One more spot where Kotlin quietly avoids an NPE: the == operator. Comparing two nullable values never throws, even when the left side is null:
val a: String? = null
val b: String? = null
println(a == b) // true
println(a == "x") // false
That's because == doesn't call .equals() directly on a, it compiles to a null-safe check, roughly a?.equals(b) ?: (b === null). If a is null, it skips the call and just asks whether b is also null. Contrast that with calling .equals() yourself: a.equals(b) on a null a throws immediately, because that's a genuine member call on a null receiver, with no safe call protecting it. == is safe by construction; a raw .equals() call is not.
The one place null safety leaks is **Java interop**. When you call into unannotated Java, Kotlin can't tell whether the result is nullable, so it produces a *platform type*, written String!. The compiler relaxes its rules and lets you treat the value as non-null with no ?.:
// Java: String getName() { return null; }
val name = obj.getName() // platform type String!
val len = name.length // compiles, but NPE at runtime if it was null
That's the trap: no !! in sight, yet it crashes.

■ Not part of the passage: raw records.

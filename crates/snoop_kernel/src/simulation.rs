//! Batch driver: configuration, one-shot runs and parameter sweeps.
//!
//! A [`Simulation`] turns a [`SimulationConfig`] into a
//! [`SimulationReport`]: the `(z, n)` table, the proportion of trials not
//! truncated by the cap with its standard error, and the distribution of `z`.
//!
//! ```rust
//! use snoop_kernel::cancel::CancellationToken;
//! use snoop_kernel::simulation::{Simulation, SimulationConfig, Threshold};
//!
//! let config = SimulationConfig::builder()
//!     .seed(42)
//!     .trial_count(50)
//!     .threshold(Threshold::Confidence(0.95))
//!     .nmin(10)
//!     .nmax(1_000)
//!     .build()
//!     .unwrap();
//!
//! let report = Simulation::new(config).run(&CancellationToken::new()).unwrap();
//! assert_eq!(report.rows.len(), 50);
//! println!(
//!     "not capped: {:.3} ± {:.3}",
//!     report.summary.proportion_not_capped, report.summary.standard_error
//! );
//! ```

use std::fmt;
use std::str::FromStr;

use tracing::info;

use crate::cancel::CancellationToken;
use crate::error::{Result, SimulationError};
use crate::quantile::critical_value;
use crate::rng::SnoopRng;
use crate::runner::{Execution, RunStatus, TrialRunner, TrialSet};
use crate::sampler::TrialParameters;
use crate::summary::{
    normalize_set, summarize, z_statistics, NormalizedTrial, SummaryEstimate, ZStatistics,
};

/// Maximum number of trials in one run.
pub const MAX_TRIALS: usize = 100_000_000;

/// How the snooping threshold is specified.
#[derive(Clone, Copy, Debug, PartialEq)]
pub enum Threshold {
    /// Threshold given directly.
    Crit(f64),
    /// One-sided confidence level; `crit` is its standard-normal quantile.
    Confidence(f64),
}

/// How trials draw their variates.
#[derive(Clone, Copy, Debug, Default, PartialEq, Eq, Hash)]
#[cfg_attr(feature = "serde", derive(serde::Serialize, serde::Deserialize))]
#[cfg_attr(feature = "serde", serde(rename_all = "lowercase"))]
pub enum StreamLayout {
    /// One stream consumed by all trials in order.
    #[default]
    Shared,
    /// One substream per trial, derived from the seed and trial index.
    Split,
}

impl FromStr for StreamLayout {
    type Err = SimulationError;

    fn from_str(s: &str) -> Result<Self> {
        match s.to_lowercase().as_str() {
            "shared" => Ok(StreamLayout::Shared),
            "split" => Ok(StreamLayout::Split),
            other => Err(SimulationError::invalid(
                "layout",
                format!("unknown stream layout '{}', expected shared or split", other),
            )),
        }
    }
}

impl fmt::Display for StreamLayout {
    fn fmt(&self, f: &mut fmt::Formatter<'_>) -> fmt::Result {
        match self {
            StreamLayout::Shared => write!(f, "shared"),
            StreamLayout::Split => write!(f, "split"),
        }
    }
}

/// Validated batch configuration.
///
/// Use [`SimulationConfigBuilder`] to construct instances.
#[derive(Clone, Debug)]
pub struct SimulationConfig {
    seed: u64,
    trial_count: usize,
    params: TrialParameters,
    confidence: Option<f64>,
    layout: StreamLayout,
    execution: Execution,
}

impl SimulationConfig {
    /// Creates a new configuration builder.
    #[inline]
    pub fn builder() -> SimulationConfigBuilder {
        SimulationConfigBuilder::default()
    }

    /// Returns the run seed.
    #[inline]
    pub fn seed(&self) -> u64 {
        self.seed
    }

    /// Returns the number of trials.
    #[inline]
    pub fn trial_count(&self) -> usize {
        self.trial_count
    }

    /// Returns the validated trial parameters.
    #[inline]
    pub fn params(&self) -> &TrialParameters {
        &self.params
    }

    /// Returns the confidence level `crit` was derived from, if any.
    #[inline]
    pub fn confidence(&self) -> Option<f64> {
        self.confidence
    }

    /// Returns the stream layout.
    #[inline]
    pub fn layout(&self) -> StreamLayout {
        self.layout
    }

    /// Returns how split-stream trials are scheduled.
    #[inline]
    pub fn execution(&self) -> Execution {
        self.execution
    }
}

/// Builder for [`SimulationConfig`].
///
/// `trial_count`, `threshold`, `nmin` and `nmax` must be set; the seed
/// defaults to 0, the layout to [`StreamLayout::Shared`] and execution to
/// [`Execution::Sequential`].
#[derive(Clone, Debug, Default)]
pub struct SimulationConfigBuilder {
    seed: u64,
    trial_count: Option<usize>,
    threshold: Option<Threshold>,
    nmin: Option<u64>,
    nmax: Option<u64>,
    layout: StreamLayout,
    execution: Execution,
}

impl SimulationConfigBuilder {
    /// Sets the run seed.
    #[inline]
    pub fn seed(mut self, seed: u64) -> Self {
        self.seed = seed;
        self
    }

    /// Sets the number of trials, in [1, 100_000_000].
    #[inline]
    pub fn trial_count(mut self, trial_count: usize) -> Self {
        self.trial_count = Some(trial_count);
        self
    }

    /// Sets the snooping threshold.
    #[inline]
    pub fn threshold(mut self, threshold: Threshold) -> Self {
        self.threshold = Some(threshold);
        self
    }

    /// Sets the earliest step at which the rule may fire.
    #[inline]
    pub fn nmin(mut self, nmin: u64) -> Self {
        self.nmin = Some(nmin);
        self
    }

    /// Sets the hard cap on observations per trial.
    #[inline]
    pub fn nmax(mut self, nmax: u64) -> Self {
        self.nmax = Some(nmax);
        self
    }

    /// Sets the stream layout.
    #[inline]
    pub fn layout(mut self, layout: StreamLayout) -> Self {
        self.layout = layout;
        self
    }

    /// Sets how split-stream trials are scheduled.
    #[inline]
    pub fn execution(mut self, execution: Execution) -> Self {
        self.execution = execution;
        self
    }

    /// Builds and validates the configuration.
    ///
    /// # Errors
    ///
    /// Returns `InvalidArgument` if a required field is missing, the trial
    /// count is out of range, the threshold or bounds are invalid, or
    /// parallel execution is requested on the shared layout.
    pub fn build(self) -> Result<SimulationConfig> {
        let trial_count = self
            .trial_count
            .ok_or_else(|| SimulationError::invalid("trial_count", "must be specified"))?;
        let threshold = self
            .threshold
            .ok_or_else(|| SimulationError::invalid("crit", "must be specified"))?;
        let nmin = self
            .nmin
            .ok_or_else(|| SimulationError::invalid("nmin", "must be specified"))?;
        let nmax = self
            .nmax
            .ok_or_else(|| SimulationError::invalid("nmax", "must be specified"))?;

        if trial_count == 0 || trial_count > MAX_TRIALS {
            return Err(SimulationError::invalid(
                "trial_count",
                format!("{} must be in range [1, {}]", trial_count, MAX_TRIALS),
            ));
        }

        let (crit, confidence) = match threshold {
            Threshold::Crit(crit) => (crit, None),
            Threshold::Confidence(level) => (critical_value(level)?, Some(level)),
        };
        let params = TrialParameters::new(crit, nmin, nmax)?;

        if self.layout == StreamLayout::Shared && self.execution == Execution::Parallel {
            return Err(SimulationError::invalid(
                "execution",
                "parallel execution requires the split stream layout",
            ));
        }

        Ok(SimulationConfig {
            seed: self.seed,
            trial_count,
            params,
            confidence,
            layout: self.layout,
            execution: self.execution,
        })
    }
}

/// Output of one batch run.
#[derive(Clone, Debug, PartialEq)]
#[cfg_attr(feature = "serde", derive(serde::Serialize))]
pub struct SimulationReport {
    /// Seed that regenerates this run.
    pub seed: u64,
    /// Parameters every trial used.
    pub params: TrialParameters,
    /// Confidence level `crit` was derived from, if any.
    pub confidence: Option<f64>,
    /// Stream layout used.
    pub layout: StreamLayout,
    /// Number of trials requested.
    pub requested: usize,
    /// Whether every requested trial completed.
    pub status: RunStatus,
    /// One `(trial, z, n)` row per completed trial, in trial order.
    ///
    /// Rows of a partial split run can skip trial indices.
    pub rows: Vec<NormalizedTrial>,
    /// Proportion of completed trials not truncated by the cap.
    pub summary: SummaryEstimate,
    /// Distribution of `z` over completed trials.
    pub z_stats: ZStatistics,
}

impl SimulationReport {
    /// Returns `true` if the run was cut short by cancellation.
    #[inline]
    pub fn is_partial(&self) -> bool {
        self.status == RunStatus::Partial
    }
}

/// One row of a parameter sweep.
#[derive(Clone, Copy, Debug, PartialEq)]
#[cfg_attr(feature = "serde", derive(serde::Serialize))]
pub struct SweepPoint {
    /// `nmin` used for this point.
    pub nmin: u64,
    /// `nmax` used for this point.
    pub nmax: u64,
    /// Proportion not capped at this point.
    pub summary: SummaryEstimate,
    /// Whether the point ran to completion.
    pub status: RunStatus,
}

/// Batch driver.
#[derive(Clone, Debug)]
pub struct Simulation {
    config: SimulationConfig,
}

impl Simulation {
    /// Creates a driver for a validated configuration.
    pub fn new(config: SimulationConfig) -> Self {
        Self { config }
    }

    /// Returns the configuration.
    #[inline]
    pub fn config(&self) -> &SimulationConfig {
        &self.config
    }

    /// Runs the configured batch and summarises it.
    ///
    /// # Errors
    ///
    /// Returns [`SimulationError::Cancelled`] if cancellation arrives before
    /// any trial completes. A run cancelled later yields a partial report.
    pub fn run(&self, cancel: &CancellationToken) -> Result<SimulationReport> {
        let params = self.config.params;
        let trials = self.run_trials(params, cancel)?;
        self.report(params, trials)
    }

    /// Re-runs the batch once per `nmin` value, holding everything else fixed.
    ///
    /// Each point starts from the configured seed. A cancelled point is
    /// reported as partial and ends the sweep.
    pub fn sweep_nmin(
        &self,
        values: &[u64],
        cancel: &CancellationToken,
    ) -> Result<Vec<SweepPoint>> {
        let params = values
            .iter()
            .map(|&nmin| self.config.params.with_nmin(nmin))
            .collect::<Result<Vec<_>>>()?;
        self.sweep(params, cancel)
    }

    /// Re-runs the batch once per `nmax` value, holding everything else fixed.
    pub fn sweep_nmax(
        &self,
        values: &[u64],
        cancel: &CancellationToken,
    ) -> Result<Vec<SweepPoint>> {
        let params = values
            .iter()
            .map(|&nmax| self.config.params.with_nmax(nmax))
            .collect::<Result<Vec<_>>>()?;
        self.sweep(params, cancel)
    }

    fn sweep(
        &self,
        points: Vec<TrialParameters>,
        cancel: &CancellationToken,
    ) -> Result<Vec<SweepPoint>> {
        if points.is_empty() {
            return Err(SimulationError::invalid("values", "sweep needs at least one value"));
        }

        let mut rows = Vec::with_capacity(points.len());
        for params in points {
            let trials = match self.run_trials(params, cancel) {
                Ok(trials) => trials,
                Err(SimulationError::Cancelled) if !rows.is_empty() => break,
                Err(e) => return Err(e),
            };
            let summary = summarize(trials.results(), params.nmax())?;
            info!(
                nmin = params.nmin(),
                nmax = params.nmax(),
                proportion = summary.proportion_not_capped,
                "sweep point complete"
            );
            let status = trials.status();
            rows.push(SweepPoint {
                nmin: params.nmin(),
                nmax: params.nmax(),
                summary,
                status,
            });
            if status == RunStatus::Partial {
                break;
            }
        }
        Ok(rows)
    }

    fn run_trials(&self, params: TrialParameters, cancel: &CancellationToken) -> Result<TrialSet> {
        let runner = TrialRunner::new(params, self.config.trial_count)?;
        let trials = match self.config.layout {
            StreamLayout::Shared => {
                let mut rng = SnoopRng::from_seed(self.config.seed);
                runner.run_shared(&mut rng, cancel)?
            }
            StreamLayout::Split => {
                runner.run_split(self.config.seed, self.config.execution, cancel)?
            }
        };

        if trials.is_empty() {
            return Err(SimulationError::Cancelled);
        }
        Ok(trials)
    }

    fn report(&self, params: TrialParameters, trials: TrialSet) -> Result<SimulationReport> {
        let summary = summarize(trials.results(), params.nmax())?;
        let z_stats = z_statistics(trials.results(), params.crit())?;

        info!(
            completed = trials.len(),
            requested = trials.requested(),
            proportion = summary.proportion_not_capped,
            std_error = summary.standard_error,
            exceedance = z_stats.exceedance_rate,
            "simulation complete"
        );

        Ok(SimulationReport {
            seed: self.config.seed,
            params,
            confidence: self.config.confidence,
            layout: self.config.layout,
            requested: trials.requested(),
            status: trials.status(),
            rows: normalize_set(&trials),
            summary,
            z_stats,
        })
    }
}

The defense is to **annotate the boundary**, declare the type you actually expect and let the compiler enforce it:
val name: String? = obj.getName() // now you must handle null
That's the whole model. Nullability lives in the type; ?. and ?: handle it safely; !! opts out (rarely); smart casts and ?.let scope you to the non-null path; and platform types are the seam to watch. Picking the right operator and saying *why* out loud is exactly what the interviewer is listening for.